**PROVIDED DATA:**

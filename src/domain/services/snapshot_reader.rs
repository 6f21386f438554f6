//! Ordered Snapshot Reader
//!
//! Incremental replication: a single `_id`-ascending range scan starting
//! after the bookmark (or after the ObjectId derived from `start_date`).

use crate::domain::entities::{EmissionRecord, ExtractionSettings};
use crate::domain::error::{ReplicationError, SourceError};
use crate::domain::ports::{DocumentCursor, SnapshotSource};
use crate::domain::value_objects::{object_id_from_datetime, Bookmark};
use bson::oid::ObjectId;
use chrono::{DateTime, Utc};
use std::sync::Arc;

/// Reader for incremental streams.
pub struct OrderedSnapshotReader {
    source: Arc<dyn SnapshotSource>,
    start_date: DateTime<Utc>,
    add_record_metadata: bool,
}

impl OrderedSnapshotReader {
    pub fn new(source: Arc<dyn SnapshotSource>, settings: &ExtractionSettings) -> Self {
        Self {
            source,
            start_date: settings.start_date,
            add_record_metadata: settings.add_record_metadata,
        }
    }

    /// Resolve the exclusive lower bound of the scan.
    ///
    /// A bookmark that does not parse as an ObjectId is logged and replaced
    /// by the start date: the stream resyncs rather than skipping records.
    pub fn starting_id(&self, bookmark: Option<&Bookmark>) -> ObjectId {
        self.start_point(bookmark).0
    }

    /// Lower bound plus whether the bookmark was discarded.
    fn start_point(&self, bookmark: Option<&Bookmark>) -> (ObjectId, bool) {
        if let Some(bookmark) = bookmark {
            match parse_object_id(bookmark.as_str()) {
                Ok(oid) => return (oid, false),
                Err(e) => {
                    tracing::warn!("{}; falling back to start_date {}", e, self.start_date.to_rfc3339());
                    return (object_id_from_datetime(self.start_date), true);
                }
            }
        }
        tracing::info!("using start_date: {}", self.start_date.to_rfc3339());
        (object_id_from_datetime(self.start_date), false)
    }

    /// Open the scan. The returned sequence is finite and ascending.
    pub fn read(&self, bookmark: Option<&Bookmark>) -> Result<SnapshotRecords, ReplicationError> {
        let (after, bookmark_discarded) = self.start_point(bookmark);
        tracing::debug!(after = %after, "opening ordered scan");
        let cursor = self.source.scan_after(after)?;
        Ok(SnapshotRecords {
            cursor,
            add_record_metadata: self.add_record_metadata,
            bookmark_discarded,
        })
    }
}

fn parse_object_id(value: &str) -> Result<ObjectId, ReplicationError> {
    ObjectId::parse_str(value).map_err(|e| ReplicationError::IdentifierParse {
        value: value.to_string(),
        reason: e.to_string(),
    })
}

/// Lazily normalized scan results.
pub struct SnapshotRecords {
    cursor: DocumentCursor,
    add_record_metadata: bool,
    bookmark_discarded: bool,
}

impl SnapshotRecords {
    /// The stored bookmark was unparseable and the scan restarted from
    /// the start date. The stored value is no lower bound for new positions.
    pub fn bookmark_discarded(&self) -> bool {
        self.bookmark_discarded
    }
}

impl Iterator for SnapshotRecords {
    type Item = Result<EmissionRecord, ReplicationError>;

    fn next(&mut self) -> Option<Self::Item> {
        let document = match self.cursor.next()? {
            Ok(document) => document,
            Err(e) => return Some(Err(e.into())),
        };

        let record = match document.get_object_id("_id") {
            Ok(oid) => Ok(EmissionRecord::from_snapshot(
                oid,
                document,
                self.add_record_metadata,
            )),
            Err(e) => Err(SourceError::MalformedDocument(format!("_id: {}", e)).into()),
        };
        Some(record)
    }
}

**TASK BRIEF:** All lines in the data above from the one with "let cursor = self.source.scan_after(after)?;" through the one with "pub struct SnapshotRecords" must be repeated exactly, and no others.

**EXERCISE RESULT:**
        let cursor = self.source.scan_after(after)?;
        Ok(SnapshotRecords {
            cursor,
            add_record_metadata: self.add_record_metadata,
            bookmark_discarded,
        })
    }
}

fn parse_object_id(value: &str) -> Result<ObjectId, ReplicationError> {
    ObjectId::parse_str(value).map_err(|e| ReplicationError::IdentifierParse {
        value: value.to_string(),
        reason: e.to_string(),
    })
}

/// Lazily normalized scan results.
pub struct SnapshotRecords {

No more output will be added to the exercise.